South Sudan’s peace is facing a new challenge as an agreement on the electoral programme to end the current Unity government and usher in a democratically elected administration is delayed.
This week, officials from the Reconstituted Joint Monitoring and Evaluation Commission (R-JMEC), the regional organ that monitors the peace deal implementation, said delays in fulfilling some of the pledges in the 2018 agreement could see the country overshoot its transition timelines.
The delay could cause renewed conflict, said Maj-Gen (Rtd) Charles Tai Gituai, the interim chairman of the R-JMEC, a body created by the Intergovernmental Authority on Development (Igad).
Maj-Gen (Rtd) Gituai was speaking in Juba at the Fifth Governor’s Forum, a conference of key regional administration chiefs working under the government of national unity, on Monday.
The forum was created after the 2018 peace agreement between President Salva Kiir, his former deputy Riek Machar and other armed groups.
“Despite progress in some thematic areas, challenges persist. Too much time has been lost,” he said. “We have barely 15 months until the end of the Transitional Period and yet some critical tasks remain outstanding.”

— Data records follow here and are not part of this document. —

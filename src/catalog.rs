//! Local service model repository.
//!
//! Reads service descriptions laid out the way botocore ships them:
//!
//! ```text
//! <models_dir>/
//! ├── s3/
//! │   └── 2006-03-01/
//! │       └── service-2.json
//! └── ec2/
//!     ├── 2015-10-01/service-2.json
//!     └── 2016-11-15/service-2.json   ← latest version wins
//! ```
//!
//! Each `service-2.json` carries a `metadata` object (api version,
//! endpoint prefix, protocol, full name) and an `operations` map.

use anyhow::{bail, Context, Result};
use globset::{Glob, GlobSet, GlobSetBuilder};
use serde_json::Value;
use std::path::{Path, PathBuf};
use walkdir::WalkDir;

use asset_catalog_core::models::{ApiOperation, ServiceMeta};

use crate::config::CatalogSettings;

/// File name of a service model inside a version directory.
pub const SERVICE_MODEL_FILE: &str = "service-2.json";

/// Read-only provider of service and operation metadata.
pub trait MetadataSource: Send + Sync {
    fn list_services(&self) -> Result<Vec<ServiceMeta>>;

    fn list_operations(&self, service_name: &str) -> Result<Vec<ApiOperation>>;

    fn get_operation(&self, service_name: &str, operation: &str) -> Result<Option<ApiOperation>> {
        Ok(self
            .list_operations(service_name)?
            .into_iter()
            .find(|op| op.name == operation))
    }

    /// Every operation of every service, tagged with its service name.
    fn list_all_operations(&self) -> Result<Vec<(String, ApiOperation)>> {
        let mut all = Vec::new();
        for meta in self.list_services()? {
            let operations = self
                .list_operations(&meta.name)
                .with_context(|| format!("failed to list operations of '{}'", meta.name))?;
            all.extend(operations.into_iter().map(|op| (meta.name.clone(), op)));
        }
        Ok(all)
    }
}

/// [`MetadataSource`] over a local model directory.
pub struct ModelRepository {
    root: PathBuf,
    include: GlobSet,
    exclude: GlobSet,
}

impl ModelRepository {
    pub fn new(root: impl Into<PathBuf>) -> Result<Self> {
        Self::with_filters(root, &["**".to_string()], &[])
    }

    pub fn from_settings(settings: &CatalogSettings) -> Result<Self> {
        Self::with_filters(&settings.models_dir, &settings.include, &settings.exclude)
    }

    /// Only services whose name matches `include` and not `exclude`.
    pub fn with_filters(
        root: impl Into<PathBuf>,
        include: &[String],
        exclude: &[String],
    ) -> Result<Self> {
        Ok(Self {
            root: root.into(),
            include: build_globset(include)?,
            exclude: build_globset(exclude)?,
        })
    }

    pub fn root(&self) -> &Path {
        &self.root
    }

    /// Names of services with at least one model version, sorted.
    pub fn service_names(&self) -> Result<Vec<String>> {
        if !self.root.is_dir() {
            bail!(
                "Model repository does not exist: {}",
                self.root.display()
            );
        }

        let mut names = Vec::new();
        for entry in subdirectories(&self.root)? {
            let name = entry.0;
            if !self.include.is_match(&name) || self.exclude.is_match(&name) {
                continue;
            }
            if self.latest_version(&name)?.is_some() {
                names.push(name);
            }
        }
        Ok(names)
    }

    /// Greatest version directory of `service` that contains a model.
    pub fn latest_version(&self, service: &str) -> Result<Option<String>> {
        let service_dir = self.root.join(service);
        if !service_dir.is_dir() {
            return Ok(None);
        }
        Ok(subdirectories(&service_dir)?
            .into_iter()
            .filter(|(_, path)| path.join(SERVICE_MODEL_FILE).is_file())
            .map(|(name, _)| name)
            .max())
    }

    /// Parsed model of the latest version of `service`, with that version.
    pub fn load_model(&self, service: &str) -> Result<(String, Value)> {
        let version = self
            .latest_version(service)?
            .ok_or_else(|| anyhow::anyhow!("No model found for service '{}'", service))?;
        let path = self
            .root
            .join(service)
            .join(&version)
            .join(SERVICE_MODEL_FILE);
        let content = std::fs::read_to_string(&path)
            .with_context(|| format!("Failed to read service model: {}", path.display()))?;
        let model: Value = serde_json::from_str(&content)
            .with_context(|| format!("Failed to parse service model: {}", path.display()))?;
        Ok((version, model))
    }
}

impl MetadataSource for ModelRepository {
    fn list_services(&self) -> Result<Vec<ServiceMeta>> {
        let mut services = Vec::new();
        for name in self.service_names()? {
            match self.load_model(&name) {
                Ok((version, model)) => services.push(service_meta(&name, &version, &model)),
                Err(e) => {
                    tracing::warn!(service = %name, error = %format!("{:#}", e), "skipping unreadable service model");
                }
            }
        }
        Ok(services)
    }

    fn list_operations(&self, service_name: &str) -> Result<Vec<ApiOperation>> {
        let (_, model) = self.load_model(service_name)?;
        let mut operations: Vec<ApiOperation> = model
            .get("operations")
            .and_then(Value::as_object)
            .map(|ops| {
                ops.iter()
                    .map(|(name, op)| api_operation(name, op))
                    .collect()
            })
            .unwrap_or_default();
        operations.sort_by(|a, b| a.name.cmp(&b.name));
        Ok(operations)
    }
}

fn str_field(value: &Value, key: &str) -> String {
    value
        .get(key)
        .and_then(Value::as_str)
        .unwrap_or_default()
        .to_string()
}

fn service_meta(name: &str, version: &str, model: &Value) -> ServiceMeta {
    let metadata = model
        .get("metadata")
        .filter(|m| m.is_object())
        .cloned()
        .unwrap_or_else(|| Value::Object(Default::default()));

    let api_version = match str_field(&metadata, "apiVersion") {
        v if v.is_empty() => version.to_string(),
        v => v,
    };
    let service_full_name = [
        str_field(&metadata, "serviceFullName"),
        str_field(model, "service_full_name"),
    ]
    .into_iter()
    .find(|n| !n.is_empty())
    .unwrap_or_else(|| name.to_string());

    ServiceMeta {
        name: name.to_string(),
        api_version,
        endpoint_prefix: str_field(&metadata, "endpointPrefix"),
        protocol: str_field(&metadata, "protocol"),
        service_full_name,
        raw: metadata,
    }
}

fn api_operation(name: &str, op: &Value) -> ApiOperation {
    let http = op.get("http").cloned().unwrap_or(Value::Null);
    ApiOperation {
        name: name.to_string(),
        http_method: str_field(&http, "method"),
        http_path: str_field(&http, "requestUri"),
        input: op.get("input").cloned(),
        output: op.get("output").cloned(),
        documentation: str_field(op, "documentation"),
        raw: op.clone(),
    }
}

/// Immediate subdirectories of `dir` as `(name, path)`, sorted by name.
fn subdirectories(dir: &Path) -> Result<Vec<(String, PathBuf)>> {
    let mut dirs = Vec::new();
    for entry in WalkDir::new(dir)
        .min_depth(1)
        .max_depth(1)
        .sort_by_file_name()
    {
        let entry = entry?;
        if !entry.file_type().is_dir() {
            continue;
        }
        let name = entry.file_name().to_string_lossy().to_string();
        if name.starts_with('.') {
            continue;
        }
        dirs.push((name, entry.path().to_path_buf()));
    }
    Ok(dirs)
}

fn build_globset(patterns: &[String]) -> Result<GlobSet> {
    let mut builder = GlobSetBuilder::new();
    for pattern in patterns {
        builder.add(Glob::new(pattern)?);
    }
    Ok(builder.build()?)
}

The most crucial stage is planning for an election that will see the public participate. Other issues include writing a new Constitution, merging security forces, and reforms in the Judiciary.
In an address to the UN Security Council this week, President Salva Kiir said he is ready for the 2023 elections as stipulated in the 2018 IGAD-mediated peace deal.
“The Revitalised Peace Agreement is being implemented, although slowly. We are determined to implement it through,” said President Kiir.
However, first vice president Mr Machar said without the implementation of security arrangements the credibility of the elections will be jeopardised.
“For South Sudan to have fair, free, transparent elections, we must have security forces who will protect the state, its people, and that will not interfere with the electoral process. If we are going to elections, we must complete in the shortest possible time the security arrangement,” Mr Machar said.
Fifth vice president Rebecca Nyandeng, however, said the priority for the country should be humanitarian responses, and not elections.
“People talk about elections; you cannot prepare for elections before we bring our people from the refugee camps and our people in the displaced camps to be settled,” she said.
Already, there have been two extensions of the Pre-Transitional Period before the extension of the election deadline to 2023.